[Collection entries]
──────────────────────────────

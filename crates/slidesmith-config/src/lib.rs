use serde::{Deserialize, Serialize};
use slidesmith_engine::style::{SlideSize, extract_css_classes, slide_styles_css};
use slidesmith_engine::validate::Validator;
use std::path::{Path, PathBuf};
use thiserror::Error;

#[derive(Debug, Error)]
pub enum ConfigError {
    #[error("Failed to read config file at {config_path}: {source}")]
    ConfigReadError {
        config_path: PathBuf,
        source: std::io::Error,
    },

    #[error("Failed to parse config file at {config_path}: {source}")]
    ConfigParseError {
        config_path: PathBuf,
        source: toml::de::Error,
    },

    #[error("Failed to read stylesheet at {stylesheet_path}: {source}")]
    StylesheetReadError {
        stylesheet_path: PathBuf,
        source: std::io::Error,
    },
}

#[derive(Debug, Clone, Default, PartialEq, Serialize, Deserialize)]
#[serde(default)]
pub struct Config {
    /// Extra stylesheet whose classes count as defined when validating.
    #[serde(skip_serializing_if = "Option::is_none")]
    pub stylesheet_path: Option<PathBuf>,
    pub slide_size: SlideSize,
    /// Class names to accept without a stylesheet rule.
    pub extra_classes: Vec<String>,
}

impl Config {
    pub fn load_from_path<P: AsRef<Path>>(config_path: P) -> Result<Option<Self>, ConfigError> {
        let config_path = config_path.as_ref();
        if !config_path.exists() {
            return Ok(None);
        }

        let content = std::fs::read_to_string(config_path).map_err(|source| {
            ConfigError::ConfigReadError {
                config_path: config_path.to_path_buf(),
                source,
            }
        })?;

        let mut config: Config =
            toml::from_str(&content).map_err(|source| ConfigError::ConfigParseError {
                config_path: config_path.to_path_buf(),
                source,
            })?;

        // Expand shell variables and tilde in the stylesheet path
        config.stylesheet_path = config
            .stylesheet_path
            .map(|path| Self::expand_path(&path).unwrap_or(path));

        Ok(Some(config))
    }

    pub fn load() -> Result<Option<Self>, ConfigError> {
        let config_path = Self::config_path();
        Self::load_from_path(&config_path)
    }

    pub fn save_to_path<P: AsRef<Path>>(&self, config_path: P) -> anyhow::Result<()> {
        let config_path = config_path.as_ref();
        if let Some(parent) = config_path.parent() {
            std::fs::create_dir_all(parent)?;
        }
        let content = toml::to_string_pretty(self)?;
        std::fs::write(config_path, content)?;
        Ok(())
    }

    pub fn save(&self) -> anyhow::Result<()> {
        let config_path = Self::config_path();
        self.save_to_path(&config_path)
    }

    pub fn config_path() -> PathBuf {
        let config_dir = shellexpand::tilde("~/.config/slidesmith");
        PathBuf::from(config_dir.as_ref()).join("config.toml")
    }

    /// Validator for the configured slide size, extended with the classes of
    /// the extra stylesheet and `extra_classes`.
    pub fn validator(&self) -> Result<Validator, ConfigError> {
        let mut validator = Validator::with_stylesheet(&slide_styles_css(self.slide_size));
        if let Some(path) = &self.stylesheet_path {
            let css = std::fs::read_to_string(path).map_err(|source| {
                ConfigError::StylesheetReadError {
                    stylesheet_path: path.clone(),
                    source,
                }
            })?;
            validator = validator.with_extra_classes(extract_css_classes(&css));
        }
        Ok(validator.with_extra_classes(self.extra_classes.iter().cloned()))
    }

    fn expand_path(path: &Path) -> Option<PathBuf> {
        let path_str = path.to_string_lossy();
        match shellexpand::full(&path_str) {
            Ok(expanded) => Some(PathBuf::from(expanded.as_ref())),
            Err(_) => None,
        }
    }
}

#[cfg(test)]
mod tests {
    use super::*;
    use std::env;
    use tempfile::TempDir;

    #[test]
    fn test_config_path() {
        let config_path = Config::config_path();
        let path_str = config_path.to_string_lossy();

        assert!(!path_str.starts_with('~'));
        assert!(path_str.ends_with(".config/slidesmith/config.toml"));
    }

    #[test]
    fn test_empty_file_gives_defaults() {
        let config: Config = toml::from_str("").unwrap();
        assert_eq!(config, Config::default());
        assert_eq!(config.slide_size, SlideSize::A4Landscape);
    }

    #[test]
    fn test_slide_size_from_toml() {
        let config: Config = toml::from_str(r#"slide_size = "16-9""#).unwrap();
        assert_eq!(config.slide_size, SlideSize::Widescreen);
    }

    #[test]
    fn test_expand_path_with_env_var() {
        unsafe {
            env::set_var("SLIDESMITH_TEST_VAR", "/test/env/path");
        }

        let path = PathBuf::from("$SLIDESMITH_TEST_VAR/theme.css");
        let expanded = Config::expand_path(&path);

        assert_eq!(expanded, Some(PathBuf::from("/test/env/path/theme.css")));

        unsafe {
            env::remove_var("SLIDESMITH_TEST_VAR");
        }
    }

    #[test]
    fn test_expand_path_with_tilde() {
        let expanded = Config::expand_path(Path::new("~/themes/dark.css")).unwrap();
        assert!(!expanded.to_string_lossy().starts_with('~'));
        assert!(expanded.to_string_lossy().ends_with("themes/dark.css"));
    }

    #[test]
    fn test_load_config_file_not_found() {
        let temp_dir = TempDir::new().unwrap();
        let result = Config::load_from_path(temp_dir.path().join("nonexistent.toml")).unwrap();
        assert!(result.is_none());
    }

    #[test]
    fn test_load_rejects_bad_toml() {
        let temp_dir = TempDir::new().unwrap();
        let config_file = temp_dir.path().join("config.toml");
        std::fs::write(&config_file, "slide_size = 3").unwrap();

        let result = Config::load_from_path(&config_file);
        assert!(matches!(result, Err(ConfigError::ConfigParseError { .. })));
    }

    #[test]
    fn test_save_and_load_config() {
        let temp_dir = TempDir::new().unwrap();
        let config_file = temp_dir.path().join("nested/config.toml");
        let test_config = Config {
            stylesheet_path: Some(PathBuf::from("/tmp/theme.css")),
            slide_size: SlideSize::Widescreen,
            extra_classes: vec!["brand".to_string()],
        };

        test_config.save_to_path(&config_file).unwrap();
        let loaded = Config::load_from_path(&config_file).unwrap().unwrap();

        assert_eq!(loaded, test_config);
    }

    #[test]
    fn test_validator_accepts_configured_classes() {
        // Given a user stylesheet and an extra class
        let temp_dir = TempDir::new().unwrap();
        let css = temp_dir.path().join("theme.css");
        std::fs::write(&css, ".brand-banner { color: navy; }").unwrap();
        let config = Config {
            stylesheet_path: Some(css),
            extra_classes: vec!["animated".to_string()],
            ..Config::default()
        };

        // When the validator is built
        let validator = config.validator().unwrap();

        // Then shipped, stylesheet and extra classes are all defined
        assert!(validator.defines("slide"));
        assert!(validator.defines("brand-banner"));
        assert!(validator.defines("animated"));
        assert!(!validator.defines("unknown-class"));
    }

    #[test]
    fn test_validator_reports_missing_stylesheet() {
        let config = Config {
            stylesheet_path: Some(PathBuf::from("/this/path/does/not/exist.css")),
            ..Config::default()
        };
        assert!(matches!(
            config.validator(),
            Err(ConfigError::StylesheetReadError { .. })
        ));
    }
}
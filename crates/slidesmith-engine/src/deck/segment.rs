use std::sync::LazyLock;

use regex::Regex;

use crate::text::{Span, utf16_to_byte};

/// Opening tag of a slide: a `div` whose class list starts with the token
/// `slide` (so `class="slide slide-split"` counts, `class="slide-table"`
/// does not).
pub(crate) const SLIDE_OPEN_PATTERN: &str = r#"<div\s+class="slide(?:\s[^"]*)?"[^>]*>"#;

pub(crate) static SLIDE_OPEN_RE: LazyLock<Regex> =
    LazyLock::new(|| Regex::new(SLIDE_OPEN_PATTERN).unwrap());

const DIV_OPEN: &str = "<div";
const DIV_CLOSE: &str = "</div>";

/// One slide region of a document.
#[derive(Debug, Clone, PartialEq, Eq)]
pub struct Slide {
    /// The slide's HTML from `<div class="slide"…>` through its matching
    /// `</div>`.
    pub html: String,
    /// Byte offset of the opening `<`.
    pub start: usize,
    /// Byte offset just past the closing `</div>`.
    pub end: usize,
}

impl Slide {
    pub fn span(&self) -> Span {
        Span::new(self.start, self.end)
    }
}

/// Finds the end of a slide whose opening tag ends at `body_start`.
///
/// Walks forward with a depth counter that starts at 1, comparing the next
/// `<div` against the next `</div>`. Returns the offset just past the
/// matching `</div>`, or `None` if the document ends first.
pub(crate) fn find_slide_end(doc: &str, body_start: usize) -> Option<usize> {
    let mut depth = 1usize;
    let mut pos = body_start;

    while pos < doc.len() {
        let rest = &doc[pos..];
        let next_close = rest.find(DIV_CLOSE)? + pos;
        match rest.find(DIV_OPEN).map(|i| i + pos) {
            Some(next_open) if next_open < next_close => {
                depth += 1;
                pos = next_open + DIV_OPEN.len();
            }
            _ => {
                depth -= 1;
                if depth == 0 {
                    return Some(next_close + DIV_CLOSE.len());
                }
                pos = next_close + DIV_CLOSE.len();
            }
        }
    }

    None
}

/// Spans of every top-level, terminated slide in document order.
///
/// An opening tag that sits inside an earlier slide's span is part of that
/// slide, not a slide of its own. Unterminated slides are dropped.
pub(crate) fn slide_spans(doc: &str) -> Vec<Span> {
    let mut spans: Vec<Span> = Vec::new();
    for m in SLIDE_OPEN_RE.find_iter(doc) {
        if spans.last().is_some_and(|prev| m.start() < prev.end) {
            continue;
        }
        if let Some(end) = find_slide_end(doc, m.end()) {
            spans.push(Span::new(m.start(), end));
        }
    }
    spans
}

/// Number of slide opening tags, terminated or not.
pub(crate) fn count_slide_openings(doc: &str) -> usize {
    SLIDE_OPEN_RE.find_iter(doc).count()
}

/// Splits a document into its slides.
pub fn extract_slides(doc: &str) -> Vec<Slide> {
    slide_spans(doc)
        .into_iter()
        .map(|sp| Slide {
            html: sp.slice(doc).to_string(),
            start: sp.start,
            end: sp.end,
        })
        .collect()
}

/// The slide containing the byte offset `pos` (both ends inclusive).
pub(crate) fn slide_at_byte(doc: &str, pos: usize) -> Option<Slide> {
    extract_slides(doc)
        .into_iter()
        .find(|s| s.span().contains_inclusive(pos))
}

/// The slide containing a UTF-16 editor cursor, if any.
pub fn find_current_slide(doc: &str, cursor: usize) -> Option<Slide> {
    slide_at_byte(doc, utf16_to_byte(doc, cursor))
}

#[cfg(test)]
mod tests {
    use super::*;
    use pretty_assertions::assert_eq;

    #[test]
    fn empty_document_has_no_slides() {
        assert_eq!(extract_slides(""), vec![]);
    }

    #[test]
    fn nested_divs_are_depth_counted() {
        let doc = r#"<body><div class="slide"><div class="a"><div>x</div></div><div class="footer">1/1</div></div></body>"#;
        let slides = extract_slides(doc);
        assert_eq!(slides.len(), 1);
        assert_eq!(slides[0].start, 6);
        assert_eq!(&doc[slides[0].end..], "</body>");
        assert!(slides[0].html.ends_with("1/1</div></div>"));
    }

    #[test]
    fn attributes_and_extra_class_tokens_are_accepted() {
        let doc = r#"<div class="slide" id="s1">a</div><div class="slide slide-split">b</div><div class="slide-table-container">c</div>"#;
        let slides = extract_slides(doc);
        assert_eq!(slides.len(), 2);
        assert_eq!(slides[1].html, r#"<div class="slide slide-split">b</div>"#);
    }

    #[test]
    fn unterminated_slide_is_dropped() {
        let doc = r#"<div class="slide">one</div><div class="slide"><div>two</div>"#;
        let slides = extract_slides(doc);
        assert_eq!(slides.len(), 1);
        assert_eq!(slides[0].html, r#"<div class="slide">one</div>"#);
        assert_eq!(count_slide_openings(doc), 2);
    }

    #[test]
    fn slide_nested_in_a_slide_is_not_top_level() {
        let doc = r#"<div class="slide"><div class="slide">inner</div></div>"#;
        let slides = extract_slides(doc);
        assert_eq!(slides.len(), 1);
        assert_eq!(slides[0].span(), Span::new(0, doc.len()));
    }

    #[test]
    fn current_slide_uses_inclusive_bounds() {
        let doc = r#"xx<div class="slide">a</div>yy<div class="slide">b</div>"#;
        let first = find_current_slide(doc, 2).unwrap();
        assert_eq!(first.html, r#"<div class="slide">a</div>"#);
        assert_eq!(find_current_slide(doc, first.end).unwrap().start, 2);
        assert!(find_current_slide(doc, 0).is_none());
        assert!(find_current_slide(doc, first.end + 1).is_none());
    }

    #[test]
    fn current_slide_converts_utf16_cursor() {
        let doc = "日本語<div class=\"slide\">a</div>";
        // UTF-16 offset 3 is byte offset 9, the slide start
        assert_eq!(find_current_slide(doc, 3).unwrap().start, 9);
        assert!(find_current_slide(doc, 2).is_none());
    }
}
use std::collections::HashMap;
use std::sync::LazyLock;

use regex::Regex;

use super::{ErrorCode, Source, ValidationError};
use crate::deck::segment::SLIDE_OPEN_RE;

static ID_RE: LazyLock<Regex> = LazyLock::new(|| Regex::new(r#"\bid="([^"]*)""#).unwrap());
static TAG_BEFORE_RE: LazyLock<Regex> =
    LazyLock::new(|| Regex::new(r"<([a-zA-Z][a-zA-Z0-9]*)[^>]*$").unwrap());
static H1_OPEN_RE: LazyLock<Regex> = LazyLock::new(|| Regex::new(r"<h1[^>]*>").unwrap());

/// How far back from an `id=` to look for the owning tag name.
const TAG_LOOKBACK: usize = 50;

fn owning_tag(html: &str, id_at: usize) -> &str {
    let mut from = id_at.saturating_sub(TAG_LOOKBACK);
    while !html.is_char_boundary(from) {
        from += 1;
    }
    TAG_BEFORE_RE
        .captures(&html[from..id_at])
        .and_then(|caps| caps.get(1))
        .map_or("unknown", |m| m.as_str())
}

pub(super) fn check(src: &Source<'_>) -> Vec<ValidationError> {
    let html = src.html;
    let openings: Vec<usize> = SLIDE_OPEN_RE.find_iter(html).map(|m| m.start()).collect();
    if openings.is_empty() {
        return vec![ValidationError::new(
            ErrorCode::NoSlideElements,
            1,
            None,
            "no slide elements (<div class=\"slide\">) found".to_string(),
        )];
    }

    let mut errors = duplicate_ids(src);

    for (i, &start) in openings.iter().enumerate() {
        let end = openings.get(i + 1).copied().unwrap_or(html.len());
        if !H1_OPEN_RE.is_match(&html[start..end]) {
            errors.push(ValidationError::new(
                ErrorCode::MissingSlideTitle,
                src.line(start),
                None,
                format!("slide {}: no title (<h1>) found", i + 1),
            ));
        }
    }

    errors
}

/// Every `id` value used more than once anywhere in the document, reported
/// at its first occurrence.
fn duplicate_ids(src: &Source<'_>) -> Vec<ValidationError> {
    let mut order: Vec<&str> = Vec::new();
    let mut seen: HashMap<&str, Vec<(usize, &str)>> = HashMap::new();

    for caps in ID_RE.captures_iter(src.html) {
        let (Some(whole), Some(id)) = (caps.get(0), caps.get(1)) else {
            continue;
        };
        let occurrence = (src.line(whole.start()), owning_tag(src.html, whole.start()));
        seen.entry(id.as_str())
            .or_insert_with(|| {
                order.push(id.as_str());
                Vec::new()
            })
            .push(occurrence);
    }

    order
        .into_iter()
        .filter_map(|id| {
            let occurrences = seen.get(id).filter(|o| o.len() > 1)?;
            let lines: Vec<String> = occurrences.iter().map(|(l, _)| l.to_string()).collect();
            let mut tags: Vec<&str> = Vec::new();
            for (_, tag) in occurrences {
                if !tags.contains(tag) {
                    tags.push(tag);
                }
            }
            Some(ValidationError::new(
                ErrorCode::DuplicateId,
                occurrences[0].0,
                None,
                format!(
                    "id \"{id}\" is used more than once (lines {}; tags: {})",
                    lines.join(", "),
                    tags.join(", ")
                ),
            ))
        })
        .collect()
}
//! Editor-side helpers that work on the document string: literal
//! search/replace with UTF-16 match ranges, and a bounded undo history.

pub mod history;
pub mod search;

pub use history::{EditHistory, MAX_HISTORY};
pub use search::{TextMatch, find_matches, replace_all, replace_range};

──────────────────────────────

§ **TASK STATEMENT**:
From the entries above, extract each line containing "ConfigParseError".

§ **ANSWER**:
    ConfigParseError {
            toml::from_str(&content).map_err(|source| ConfigError::ConfigParseError {
        assert!(matches!(result, Err(ConfigError::ConfigParseError { .. })));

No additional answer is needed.